Washington D.C., January 28th, 2016.- The Center for Justice and International Law (CEJIL) denounces Ecuador’s decision to grant two land blocks located on indigenous territory for oil exploration, thereby putting inhabitants’ cultural identity and ancestral lands at risk.

On January 14, 2016, the Coordinating Minister for Strategic Sectors, Rafael Poveda, announced the signing of a contract permitting the exploration and exploitation of oil blocks 79 and 83, located in the Amazon province of Pastaza, in eastern Ecuador.

The agreement was signed on Monday, January 25th, and allows China National Petroleum Corporation (CNPC) and China Petrochemical Corporation (Sinopec), both of which belong to the Andes Petroleum consortium, to carry out prospecting projects over the next four years. Additionally, a new round of oil bidding in the south of the Amazon will begin this year –on lands belonging to seven indigenous nationalities.

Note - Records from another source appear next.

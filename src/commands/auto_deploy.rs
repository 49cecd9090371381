use std::env;

use crate::api::HttpClient;
use crate::auto_deploy::{self, AutoDeployBranch};
use crate::core::config::TrainConfig;
use crate::core::context::RunContext;
use crate::core::error::{TrainResult, ResultExt};
use crate::release::ReleaseMetadata;

/// Run the auto-deploy command: sync component pins and tag the branch on
/// the package and image repositories.
pub fn run_auto_deploy(branch: String, ctx: RunContext) -> TrainResult<()> {
  let branch = AutoDeployBranch::parse(&branch)?;

  let root = env::current_dir().context("Failed to get current directory")?;
  let config = TrainConfig::load(&root)?;

  let api = HttpClient::for_context(&config, &ctx)?;
  let ops_api = HttpClient::for_ops(&config)?;

  let metadata = ReleaseMetadata::new();

  match auto_deploy::tag_omnibus(&api, &ops_api, ctx, branch.clone(), metadata.clone())? {
    Some(tag) => println!("✅ Tagged omnibus-gitlab as '{}'", tag.name),
    None => println!("⚠️ No package tag created for '{}'", branch.name()),
  }

  match auto_deploy::tag_cng(&api, ctx, branch.clone(), metadata.clone())? {
    Some(tag) => println!("✅ Tagged CNG images as '{}'", tag.name),
    None => println!("⚠️ No image tag created for '{}'", branch.name()),
  }

  let releases = metadata.releases();
  if !releases.is_empty() {
    println!("{}", metadata.to_json()?);
  }

  Ok(())
}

Given these new developments, we would like to point out that  the concession of blocks 79 and 83 will affect about six thousand hectares of territory belonging to the Kichwa people of Sarayaku. This concession was made without any consultation in accordance with international standards.

Following a prior unconsented land grant in 1996 to Argentine oil company GCC—and subsequent unauthorized incursions— the Inter-American Court of Human Rights issued a judgment in 2012 that explicitly outlined the State’s obligation to perform prior consultation before any project affecting indigenous territories, in accordance to international standards. To date, these processes have not been fully developed.

Moreover, during the UN Conference on Climate Change in Paris, the State announced its international commitment to "protecting nature" through the creation of an International Court of Environmental Justice. But the recently signed agreement with Andes Petroleum demonstrates how such statements, made in the diplomatic arena, do not translate into concrete action within the country.

Finally, given the lack of prior, free and informed consultation in accordance with national and international standards, the contract with Andes Petroleum runs the risk of not being covered by international investment protection mechanisms.

CEJIL condemns Ecuador’s decision of re-licensing exploration and exploitation in indigenous territories. We demand that the State, both in policy and in practice, ensure consultation processes are carried out in accordance with international standards.